[INFORMATION GIVEN — start]

//! Task Queue & Worker.
//!
//! `TaskService` owns an unbounded FIFO of task ids and exactly one worker
//! that drains it in submission order, one task to completion before the
//! next. Stages run on the blocking pool; the worker awaits each task, so
//! tasks never overlap.
//!
//! `shutdown` enqueues a sentinel behind everything already submitted, waits
//! for the worker to drain up to it, and closes the queue for good.

use std::sync::Arc;

use parking_lot::Mutex;
use tokio::sync::{broadcast, mpsc};
use tokio::task::JoinHandle;

use tabfuse_core::config::ServiceConfig;
use tabfuse_core::id::TaskId;
use tabfuse_core::record::ColumnInfo;
use tabfuse_core::task::{Task, TaskStatus};
use tabfuse_core::types::Table;
use tabfuse_io::{open_store, FsCatalog, ResultStore, SourceCatalog, SourceInfo};
use tabfuse_operators::read_back;

use crate::error::{ExecError, Result};
use crate::notifier::{StatusEvent, StatusNotifier};
use crate::pipeline::Pipeline;
use crate::repository::{MemoryTaskRepository, TaskRepository};
use crate::submission::{ReadBackQuery, TaskRequest};

#[derive(Debug)]
enum QueueMessage {
    Run(TaskId),
    Shutdown,
}

pub struct TaskService {
    repo: Arc<dyn TaskRepository>,
    store: Arc<dyn ResultStore>,
    catalog: Arc<dyn SourceCatalog>,
    notifier: StatusNotifier,
    fuzzy_threshold: u8,
    // None once shut down
    queue: Mutex<Option<mpsc::UnboundedSender<QueueMessage>>>,
    worker: Mutex<Option<JoinHandle<()>>>,
}

impl TaskService {
    /// Build collaborators from `config` and start the worker.
    ///
    /// Must be called inside a tokio runtime.
    pub fn from_config(config: &ServiceConfig) -> Result<Self> {
        config.validate()?;
        let catalog = Arc::new(FsCatalog::new(config.data_dir.clone(), config.type_sample_rows));
        let store = open_store(config)?;
        let repo = Arc::new(MemoryTaskRepository::starting_at(next_free_id(store.as_ref())?));
        Ok(Self::start(config, catalog, store, repo))
    }

    /// Start the worker over explicit collaborators.
    ///
    /// Must be called inside a tokio runtime.
    pub fn start(
        config: &ServiceConfig,
        catalog: Arc<dyn SourceCatalog>,
        store: Arc<dyn ResultStore>,
        repo: Arc<dyn TaskRepository>,
    ) -> Self {
        let notifier = StatusNotifier::new(config.notify_capacity);
        let pipeline = Arc::new(Pipeline::new(
            Arc::clone(&catalog),
            Arc::clone(&store),
            Arc::clone(&repo),
            notifier.clone(),
            config.fuzzy_threshold,
        ));

        let (tx, rx) = mpsc::unbounded_channel();
        let worker = tokio::spawn(worker_loop(rx, pipeline));

        Self {
            repo,
            store,
            catalog,
            notifier,
            fuzzy_threshold: config.fuzzy_threshold,
            queue: Mutex::new(Some(tx)),
            worker: Mutex::new(Some(worker)),
        }
    }

    /// Append `id` to the queue. Never blocks.
    pub fn enqueue(&self, id: TaskId) -> Result<()> {
        let queue = self.queue.lock();
        let tx = queue.as_ref().ok_or(ExecError::QueueClosed)?;
        tx.send(QueueMessage::Run(id))
            .map_err(|_| ExecError::QueueClosed)
    }

    /// Validate, store as `Pending`, enqueue.
    ///
    /// The queue lock is held from the open check through the send, so a
    /// concurrent `shutdown` either sees the task queued or no task at all.
    pub fn submit(&self, request: TaskRequest) -> Result<TaskId> {
        request.validate()?;
        let queue = self.queue.lock();
        let tx = queue.as_ref().ok_or(ExecError::QueueClosed)?;
        let id = self.repo.create(&request.task_name, request.data_sources)?;
        if tx.send(QueueMessage::Run(id)).is_err() {
            // worker is gone; never leave the task pending
            let reason = ExecError::QueueClosed.to_string();
            self.repo.fail(id, &reason)?;
            self.notifier
                .publish(StatusEvent::new(id, TaskStatus::Failed).with_reason(reason));
            tracing::error!(task_id = %id, "worker gone; task failed at submission");
            return Err(ExecError::QueueClosed);
        }
        tracing::info!(task_id = %id, name = %request.task_name, "task submitted");
        Ok(id)
    }

    pub fn is_accepting(&self) -> bool {
        self.queue.lock().is_some()
    }

    pub fn subscribe(&self) -> broadcast::Receiver<StatusEvent> {
        self.notifier.subscribe()
    }

    pub fn task(&self, id: TaskId) -> Result<Option<Task>> {
        self.repo.get(id)
    }

    pub fn list_tasks(&self, status: Option<TaskStatus>) -> Result<Vec<Task>> {
        self.repo.list(status)
    }

    pub fn sources(&self) -> Result<Vec<SourceInfo>> {
        Ok(self.catalog.list_sources()?)
    }

    /// Columns available for read-back.
    pub fn fields(&self) -> Result<Vec<ColumnInfo>> {
        Ok(self.store.columns()?)
    }

    pub fn read_back(&self, query: &ReadBackQuery) -> Result<Table> {
        query_results(self.store.as_ref(), query, self.fuzzy_threshold)
    }

    /// Drain everything enqueued so far, then stop the worker.
    /// Later calls return immediately.
    pub async fn shutdown(&self) -> Result<()> {
        let tx = self.queue.lock().take();
        if let Some(tx) = tx {
            // the worker owns the receiver until it exits
            let _ = tx.send(QueueMessage::Shutdown);
        }
        let handle = self.worker.lock().take();
        if let Some(handle) = handle {
            handle
                .await
                .map_err(|e| ExecError::Worker(e.to_string()))?;
            tracing::info!("worker stopped");
        }
        Ok(())
    }
}

/// Pivot read-back over any result store.
pub fn query_results(
    store: &dyn ResultStore,
    query: &ReadBackQuery,
    fuzzy_threshold: u8,
) -> Result<Table> {
    let records = store.records(&query.fields, query.task_id)?;
    Ok(read_back(
        &records,
        &query.fields,
        &query.field_filters,
        fuzzy_threshold,
    ))
}

/// First id not used by results already in `store`.
fn next_free_id(store: &dyn ResultStore) -> Result<u64> {
    Ok(store.max_task_id()?.map_or(1, |m| m.get() + 1))
}

async fn worker_loop(mut rx: mpsc::UnboundedReceiver<QueueMessage>, pipeline: Arc<Pipeline>) {
    tracing::info!(version = tabfuse_core::VERSION, "worker started");
    while let Some(msg) = rx.recv().await {
        let id = match msg {
            QueueMessage::Run(id) => id,
            QueueMessage::Shutdown => break,
        };
        let p = Arc::clone(&pipeline);
        match tokio::task::spawn_blocking(move || p.run(id)).await {
            Ok(Ok(_)) => {}
            Ok(Err(e)) => tracing::error!(task_id = %id, error = %e, "task aborted"),
            Err(e) => tracing::error!(task_id = %id, error = %e, "task panicked"),
        }
    }
}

[INFORMATION GIVEN — finish]

### WHAT THE TASK REQUIRES
Where a line of the material holds the word "JoinHandle", copy that line.

### OUTPUT OF THE EXERCISE
use tokio::task::JoinHandle;
    worker: Mutex<Option<JoinHandle<()>>>,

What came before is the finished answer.